While negotiations continue towards a new collective bargaining agreement to end an MLB lockout that is now nearing 80 days, progress remains slow and last week’s discussions seemed to value posturing over movement toward a deal. After going 11 days without making a counteroffer to the union’s latest proposal, on Saturday the owners presented a proposal that was immediately identified as “underwhelming” and summarily dismissed.

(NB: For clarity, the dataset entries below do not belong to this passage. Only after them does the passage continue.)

// src/io/serial/framer.rs
//
// Newline framing for the device's text protocol.
// Bytes are accumulated until a '\n' delimiter; the delimiter is stripped and
// everything else (including '\r' and surrounding spaces) is kept. There is
// no maximum line length.

use std::io::{ErrorKind, Read};
use std::sync::{
    atomic::{AtomicBool, Ordering},
    Arc,
};

use crate::error::TransportError;

/// Line delimiter used by the device.
pub const LINE_DELIMITER: u8 = b'\n';

/// One framed line of device text. Transient, never persisted.
#[derive(Clone, Debug, PartialEq, Eq)]
pub struct RawLine {
    pub text: String,
    /// Set when the line was produced by `flush()` without a trailing delimiter.
    pub incomplete: bool,
}

impl RawLine {
    pub fn new(text: impl Into<String>) -> Self {
        RawLine {
            text: text.into(),
            incomplete: false,
        }
    }

    fn from_bytes(bytes: &[u8], incomplete: bool) -> Self {
        RawLine {
            text: String::from_utf8_lossy(bytes).into_owned(),
            incomplete,
        }
    }
}

// =============================================================================
// Push-based framer
// =============================================================================

/// Push-based line framer. Feed it byte chunks as they arrive off the port.
#[derive(Debug, Default)]
pub struct LineFramer {
    buffer: Vec<u8>,
}

impl LineFramer {
    pub fn new() -> Self {
        Self::default()
    }

    /// Feed bytes and return every line completed by them.
    /// Chunk boundaries may fall anywhere, including inside a line.
    pub fn feed(&mut self, data: &[u8]) -> Vec<RawLine> {
        let mut lines = Vec::new();

        for &byte in data {
            if byte == LINE_DELIMITER {
                let line: Vec<u8> = self.buffer.drain(..).collect();
                lines.push(RawLine::from_bytes(&line, false));
            } else {
                self.buffer.push(byte);
            }
        }

        lines
    }

    /// Emit whatever is buffered as a final, incomplete line.
    pub fn flush(&mut self) -> Option<RawLine> {
        if self.buffer.is_empty() {
            return None;
        }
        let line: Vec<u8> = self.buffer.drain(..).collect();
        Some(RawLine::from_bytes(&line, true))
    }

    /// Number of bytes waiting for a delimiter.
    pub fn pending(&self) -> usize {
        self.buffer.len()
    }
}

// =============================================================================
// Pull-based line sequence over a reader
// =============================================================================

/// Lazy sequence of lines read from a transport.
///
/// - Read timeouts are not failures; the read is retried.
/// - End of stream flushes a trailing partial line, then the sequence ends.
/// - A read error is yielded once as `TransportError::Read`, then the sequence ends.
/// - Setting the cancel flag ends the sequence at the next read boundary
///   without flushing.
///
/// Not restartable: once it has ended it keeps returning `None`.
pub struct FramedLines<R: Read> {
    reader: R,
    framer: LineFramer,
    ready: std::collections::VecDeque<RawLine>,
    cancel: Arc<AtomicBool>,
    buf: [u8; 256],
    done: bool,
}

impl<R: Read> FramedLines<R> {
    pub fn new(reader: R, cancel: Arc<AtomicBool>) -> Self {
        FramedLines {
            reader,
            framer: LineFramer::new(),
            ready: std::collections::VecDeque::new(),
            cancel,
            buf: [0u8; 256],
            done: false,
        }
    }
}

impl<R: Read> Iterator for FramedLines<R> {
    type Item = Result<RawLine, TransportError>;

    fn next(&mut self) -> Option<Self::Item> {
        loop {
            if self.cancel.load(Ordering::Relaxed) {
                self.done = true;
                self.ready.clear();
                return None;
            }
            if let Some(line) = self.ready.pop_front() {
                return Some(Ok(line));
            }
            if self.done {
                return None;
            }

            match self.reader.read(&mut self.buf) {
                Ok(0) => {
                    // EOF - port closed/disconnected
                    self.done = true;
                    if let Some(line) = self.framer.flush() {
                        self.ready.push_back(line);
                    }
                }
                Ok(n) => {
                    let lines = self.framer.feed(&self.buf[..n]);
                    self.ready.extend(lines);
                }
                Err(ref e)
                    if e.kind() == ErrorKind::TimedOut
                        || e.kind() == ErrorKind::WouldBlock
                        || e.kind() == ErrorKind::Interrupted =>
                {
                    // Timeout is expected for serial reads
                }
                Err(e) => {
                    self.done = true;
                    self.ready.clear();
                    return Some(Err(TransportError::Read(e)));
                }
            }
        }
    }
}
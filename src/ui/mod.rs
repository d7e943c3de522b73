// SPDX-License-Identifier: MPL-2.0
//! User interface components.
//!
//! This module organizes all UI-related code following a component-based
//! architecture with the Elm-style "state down, messages up" pattern. The
//! views here are stateless: each takes a `ViewContext` borrowing what it
//! needs and returns an `Element`.
//!
//! - [`navbar`] - Static navigation bar
//! - [`video_list`] - Catalog list view
//! - [`styles`] - Centralized container styling
//! - [`design_tokens`] - Design system constants (spacing, sizing, typography)
//! - [`theming`] - Light/Dark/System theme mode management

pub mod design_tokens;
pub mod navbar;
pub mod styles;
pub mod theming;
pub mod video_list;
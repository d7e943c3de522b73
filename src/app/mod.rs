// SPDX-License-Identifier: MPL-2.0
//! Application root state and orchestration.
//!
//! The `App` struct owns the injected video catalog and the theme preference
//! loaded from the settings file. Rendering is a pure function of that
//! state: the catalog flows unchanged from here into the video list view,
//! and no message can mutate it.

mod message;
mod view;

pub use message::{Flags, Message};

use crate::catalog::Catalog;
use crate::config;
use crate::ui::theming::ThemeMode;
use iced::{window, Element, Task, Theme};
use std::path::Path;
use tracing::{info, warn};

/// Title shown in the window chrome and the navigation bar.
pub const APP_TITLE: &str = "IcedReel";

pub const WINDOW_DEFAULT_HEIGHT: u32 = 650;
pub const WINDOW_DEFAULT_WIDTH: u32 = 800;
pub const MIN_WINDOW_HEIGHT: u32 = 400;
pub const MIN_WINDOW_WIDTH: u32 = 480;

/// Root Iced application state.
#[derive(Debug)]
pub struct App {
    catalog: Catalog,
    theme_mode: ThemeMode,
}

/// Builds the window settings
fn window_settings() -> window::Settings {
    window::Settings {
        size: iced::Size::new(WINDOW_DEFAULT_WIDTH as f32, WINDOW_DEFAULT_HEIGHT as f32),
        min_size: Some(iced::Size::new(
            MIN_WINDOW_WIDTH as f32,
            MIN_WINDOW_HEIGHT as f32,
        )),
        ..window::Settings::default()
    }
}

/// Entry point used by `main.rs` to launch the Iced application loop with
/// the built-in catalog.
pub fn run(flags: Flags) -> iced::Result {
    use std::cell::RefCell;

    // Wrap flags in RefCell<Option<_>> to satisfy Fn trait requirement
    // while only consuming flags once (iced 0.14 requires Fn, not FnOnce)
    let boot_state = RefCell::new(Some(flags));
    let boot = move || {
        let flags = boot_state
            .borrow_mut()
            .take()
            .expect("Boot function called more than once");
        App::new(flags, Catalog::builtin())
    };

    iced::application(boot, App::update, App::view)
        .title(App::title)
        .theme(App::theme)
        .window(window_settings())
        .run()
}

/// Loads the settings file, falling back to defaults on any failure so a
/// broken config never prevents startup.
fn load_config(override_path: Option<&Path>) -> config::Config {
    let loaded = match override_path {
        Some(path) => config::load_from_path(path),
        None => config::load(),
    };

    loaded.unwrap_or_else(|err| {
        warn!(%err, "failed to load settings, using defaults");
        config::Config::default()
    })
}

impl App {
    /// Initializes application state from `Flags` and the injected catalog.
    fn new(flags: Flags, catalog: Catalog) -> (Self, Task<Message>) {
        let config = load_config(flags.config_path.as_deref());

        info!(videos = catalog.len(), "starting with built-in catalog");

        let app = App {
            catalog,
            theme_mode: config.theme_mode,
        };

        (app, Task::none())
    }

    fn title(&self) -> String {
        APP_TITLE.to_string()
    }

    fn theme(&self) -> Theme {
        if self.theme_mode.is_dark() {
            Theme::Dark
        } else {
            Theme::Light
        }
    }

    fn update(&mut self, message: Message) -> Task<Message> {
        match message {}
    }

    fn view(&self) -> Element<'_, Message> {
        view::view(view::ViewContext {
            catalog: &self.catalog,
        })
    }
}

#[cfg(test)]
mod tests {
    use super::*;
    use crate::catalog::VideoRecord;
    use tempfile::tempdir;

    /// Flags pointing at an empty temp dir so tests never read the real
    /// settings file.
    fn isolated_flags() -> (tempfile::TempDir, Flags) {
        let dir = tempdir().expect("failed to create temp dir");
        let flags = Flags {
            config_path: Some(dir.path().join("settings.toml")),
        };
        (dir, flags)
    }

    #[test]
    fn new_keeps_the_injected_catalog() {
        let (_dir, flags) = isolated_flags();
        let catalog = Catalog::new(vec![VideoRecord::new(1, "A"), VideoRecord::new(2, "B")]);

        let (app, _task) = App::new(flags, catalog.clone());

        assert_eq!(app.catalog, catalog);
        let titles: Vec<&str> = app
            .catalog
            .records()
            .iter()
            .map(|r| r.title.as_str())
            .collect();
        assert_eq!(titles, vec!["A", "B"]);
    }

    #[test]
    fn new_with_empty_catalog_renders() {
        let (_dir, flags) = isolated_flags();
        let (app, _task) = App::new(flags, Catalog::default());

        assert!(app.catalog.records().is_empty());
        let _element = app.view();
    }

    #[test]
    fn rendering_twice_leaves_state_untouched() {
        let (_dir, flags) = isolated_flags();
        let (app, _task) = App::new(flags, Catalog::builtin());
        let before = app.catalog.clone();

        let _first = app.view();
        let _second = app.view();

        assert_eq!(app.catalog, before);
    }

    #[test]
    fn theme_follows_the_configured_mode() {
        let app = App {
            catalog: Catalog::default(),
            theme_mode: ThemeMode::Light,
        };
        assert_eq!(app.theme(), Theme::Light);

        let app = App {
            catalog: Catalog::default(),
            theme_mode: ThemeMode::Dark,
        };
        assert_eq!(app.theme(), Theme::Dark);
    }

    #[test]
    fn title_is_the_app_name() {
        let app = App {
            catalog: Catalog::default(),
            theme_mode: ThemeMode::Dark,
        };
        assert_eq!(app.title(), "IcedReel");
    }

    #[test]
    fn missing_config_falls_back_to_defaults() {
        let (_dir, flags) = isolated_flags();
        let (app, _task) = App::new(flags, Catalog::default());

        assert_eq!(app.theme_mode, ThemeMode::System);
    }
}
// SPDX-License-Identifier: MPL-2.0
use std::fmt;

#[derive(Debug, Clone)]
pub enum Error {
    Io(String),
    Config(String),
}

impl fmt::Display for Error {
    fn fmt(&self, f: &mut fmt::Formatter<'_>) -> fmt::Result {
        match self {
            Error::Io(e) => write!(f, "I/O Error: {}", e),
            Error::Config(e) => write!(f, "Config Error: {}", e),
        }
    }
}

impl From<std::io::Error> for Error {
    fn from(err: std::io::Error) -> Self {
        Error::Io(err.to_string())
    }
}

impl From<toml::de::Error> for Error {
    fn from(err: toml::de::Error) -> Self {
        Error::Config(err.to_string())
    }
}

impl From<toml::ser::Error> for Error {
    fn from(err: toml::ser::Error) -> Self {
        Error::Config(err.to_string())
    }
}

pub type Result<T> = std::result::Result<T, Error>;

As expected, most of the disagreement is over money. The two sides remain about $100,000 apart in their proposals for the league’s minimum salary, a figure that affects a disproportionate percentage of the game’s young players. The MLBPA’s latest proposal also called for a significant increase to the threshold for the Competitive Balance Tax, the maximum teams are allowed to spend on player payroll without facing draft pick and financial penalties.
Pay Cut for Players?
The owners’ counteroffer calls for a much smaller increase, raising the figure to $222 million at the end of a new collective bargaining agreement in 2026. While it’s not intended to be a “hard cap” on player salaries, teams have tended to treat it as one. In 2014 the CBT threshold was $189 million, which is roughly $227 million in 2022 dollars after adjusting for inflation. Given that inflation, the owners’ latest proposal is in effect a pay cut for players after a decade where the value of their franchises have more than tripled. MLB’s proposal also called for increases to penalties for teams that exceed the CBT threshold, further disincentivizing team spending.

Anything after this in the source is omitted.